Scope of the Report:

• The report covers a segment of key events, an executive summary, a descriptive overview of B-CLL, explaining its causes, signs and symptoms, pathogenesis, and currently available therapies.
• Comprehensive insight has been provided into the epidemiology segments and forecasts, the future growth potential of the diagnosis rate, and disease progression along treatment guidelines.
• Additionally, an all-inclusive account of both the current and emerging therapies, along with the elaborative profiles of late-stage and prominent therapies, will have an impact on the current treatment landscape.
• A detailed review of the B-CLL market, historical and forecasted market size, market share by therapies, detailed assumptions, and rationale behind our approach is included in the report, covering the 7MM drug outreach.
• The report provides an edge while developing business strategies, by understanding trends, through SWOT analysis and expert insights/KOL views, patient journey, and treatment preferences that help in shaping and driving the 7MM B-CLL market.

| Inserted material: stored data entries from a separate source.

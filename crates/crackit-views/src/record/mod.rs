//! Record snapshots received from the CrackIt backend.
//!
//! Purpose: model job postings and newsletter articles as immutable
//! snapshots. The derivation stages only ever borrow these values; they are
//! created by decoding backend JSON and discarded on the next fetch.
//!
//! Decoding is lenient. A missing or malformed field degrades to a default
//! (empty text, absent salary, absent timestamp) instead of rejecting the
//! record, so a single odd payload never blanks a whole listing.
//!
//! Public surface:
//! - [`Listing`]: the capabilities every derivation stage relies on.
//! - [`JobRecord`] and [`NewsletterRecord`]: the two record kinds.
//! - [`RecordId`] and [`EntityRef`]: identifiers and references.

mod job;
pub(crate) mod lenient;
mod newsletter;

use std::fmt;

use chrono::{DateTime, Utc};
use serde::{Deserialize, Serialize};

pub use job::{ApplicationRef, JobDraft, JobField, JobRecord};
pub use newsletter::{NewsletterDraft, NewsletterField, NewsletterRecord};

/// Opaque identifier assigned by the backend.
///
/// Accepts JSON strings and numbers; numbers keep their decimal text form so
/// `1` and `"1"` identify the same record. `null` decodes to the empty
/// identifier, which never matches anything during ownership checks.
#[derive(Debug, Clone, Default, PartialEq, Eq, Hash, PartialOrd, Ord, Serialize, Deserialize)]
#[serde(from = "serde_json::Value", into = "String")]
pub struct RecordId(String);

impl RecordId {
    /// Construct an identifier from its text form.
    pub fn new(id: impl Into<String>) -> Self {
        Self(id.into())
    }

    /// Borrow the identifier text.
    #[must_use]
    pub fn as_str(&self) -> &str {
        self.0.as_str()
    }

    /// Returns `true` when the backend supplied no usable identifier.
    #[must_use]
    pub fn is_empty(&self) -> bool {
        self.0.trim().is_empty()
    }
}

impl AsRef<str> for RecordId {
    fn as_ref(&self) -> &str {
        self.as_str()
    }
}

impl fmt::Display for RecordId {
    fn fmt(&self, f: &mut fmt::Formatter<'_>) -> fmt::Result {
        f.write_str(self.as_str())
    }
}

impl From<&str> for RecordId {
    fn from(value: &str) -> Self {
        Self::new(value)
    }
}

impl From<String> for RecordId {
    fn from(value: String) -> Self {
        Self(value)
    }
}

impl From<RecordId> for String {
    fn from(value: RecordId) -> Self {
        value.0
    }
}

/// Reference to an externally owned entity such as a company or a user.
///
/// The backend sends either a populated object (`{"_id": "...", "name":
/// "..."}`) or a bare identifier when the relation was not expanded. Both
/// decode into this shape; the name is empty in the latter case.
#[derive(Debug, Clone, Default, PartialEq, Eq, Serialize, Deserialize)]
#[serde(from = "serde_json::Value")]
pub struct EntityRef {
    id: RecordId,
    name: String,
}

impl EntityRef {
    /// Construct a reference from an identifier and a display name.
    pub fn new(id: impl Into<RecordId>, name: impl Into<String>) -> Self {
        Self {
            id: id.into(),
            name: name.into(),
        }
    }

    /// Identifier of the referenced entity.
    #[must_use]
    pub const fn id(&self) -> &RecordId {
        &self.id
    }

    /// Display name of the referenced entity, empty when unknown.
    #[must_use]
    pub fn name(&self) -> &str {
        self.name.as_str()
    }
}

/// Company a job posting belongs to.
pub type CompanyRef = EntityRef;

/// User that authored or owns a record.
pub type OwnerRef = EntityRef;

/// Record kinds flowing through the derivation stages.
#[derive(Debug, Clone, Copy, PartialEq, Eq, Hash)]
pub enum RecordKind {
    /// Job postings.
    Job,
    /// Newsletter articles.
    Newsletter,
}

impl RecordKind {
    /// Key the backend uses for this kind's collection inside a response
    /// envelope.
    #[must_use]
    pub const fn collection_key(self) -> &'static str {
        match self {
            Self::Job => "jobs",
            Self::Newsletter => "newsletters",
        }
    }
}

impl fmt::Display for RecordKind {
    fn fmt(&self, f: &mut fmt::Formatter<'_>) -> fmt::Result {
        match self {
            Self::Job => f.write_str("job"),
            Self::Newsletter => f.write_str("newsletter"),
        }
    }
}

/// Capabilities the scope, filter, and sort stages need from a record.
///
/// Every accessor is total: absent data is reported as `None` or an empty
/// string and the stages apply the documented defaults.
pub trait Listing {
    /// Selector for the text fields the matcher can search.
    type Field: Copy + fmt::Debug + 'static;

    /// Which kind of record this is; drives the scope policy table.
    const KIND: RecordKind;

    /// Fields searched when a view is composed.
    const SEARCH_FIELDS: &'static [Self::Field];

    /// Backend identifier.
    fn id(&self) -> &RecordId;

    /// Text of one searchable field; empty when the backend omitted it.
    fn field_text(&self, field: Self::Field) -> &str;

    /// Identifier of the owning user, if the backend supplied a usable one.
    fn owner_id(&self) -> Option<&RecordId>;

    /// Whether only the owner and admins may observe this record.
    fn is_private(&self) -> bool;

    /// Category facet value. `None` means the kind has no category facet;
    /// `Some("")` means the facet exists but this record left it blank.
    fn category(&self) -> Option<&str>;

    /// Creation timestamp, if one could be decoded.
    fn created_at(&self) -> Option<DateTime<Utc>>;

    /// Salary magnitude, if the kind carries one and it was supplied.
    fn salary(&self) -> Option<f64>;
}

fn usable_owner(owner: &OwnerRef) -> Option<&RecordId> {
    let id = owner.id();
    (!id.is_empty()).then_some(id)
}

B-cell Chronic Lymphocytic Leukemia (B-CLL) Report Insights

• Patient Population
• Therapeutic Approaches
• B-CLL Pipeline Analysis
• B-CLL Market Size and Trends
• Existing and future Market Opportunity

B-cell Chronic Lymphocytic Leukemia (B-CLL) Report Key Strengths

• Ten-Years Forecast
• 7MM Coverage
• B-CLL Epidemiology Segmentation
• Key Cross Competition
• Conjoint analysis
• Drugs Uptake and Key Market Forecast Assumptions

B-cell Chronic Lymphocytic Leukemia (B-CLL) Report Assessment

• Current Treatment Practices
• Unmet Needs
• Pipeline Product Profiles
• Market Attractiveness
• Qualitative Analysis (SWOT and Conjoint Analysis)

FAQs:

• What is the historical and forecasted B-CLL patient pool/patient burden in the United States, EU4 (Germany, France, Italy, and Spain), the United Kingdom, and Japan?
• How would the market drivers, barriers, and future opportunities affect the market dynamics and subsequent analysis of the associated trends?
• What are the current and emerging options for the treatment of B-CLL?
• What are the recent novel therapies, targets, mechanisms of action, and technologies developed to overcome the limitations of existing therapies?
• Patient acceptability in terms of preferred treatment options as per real-world scenarios?
• What are the country-specific accessibility issues of expensive, recently approved therapies?
• How many key players are developing therapies for B-CLL?
• Which drug is the major contributor B-CLL market by 2034?

Reasons to buy:

• The report will help in developing business strategies by understanding the latest trends and changing treatment dynamics driving the B-CLL market.
• Insights on patient burden/disease Incidence, evolution in diagnosis, and factors contributing to the change in the epidemiology of the disease during the forecast years.
• Understand the existing market opportunities in varying geographies and the growth potential over the coming years.
• Distribution of historical and current patient share based on real-world prescription data along with reported sales of approved products in the US, EU4 (Germany, France, Italy, and Spain), the United Kingdom, and Japan.
• Identifying strong upcoming players in the market will help devise strategies to help get ahead of competitors.
• Detailed analysis and ranking of class-wise potential emerging therapies under the conjoint analysis section to provide visibility around leading classes.
• Highlights of access and reimbursement policies of approved therapies, barriers to accessibility of expensive off-label therapies, and patient assistance programs.
• To understand Key Opinion Leaders' perspectives around the accessibility, acceptability, and compliance-related challenges of existing treatment to overcome barriers in the future.
• Detailed insights on the unmet needs of the existing market so that the upcoming players can strengthen their development and launch strategy.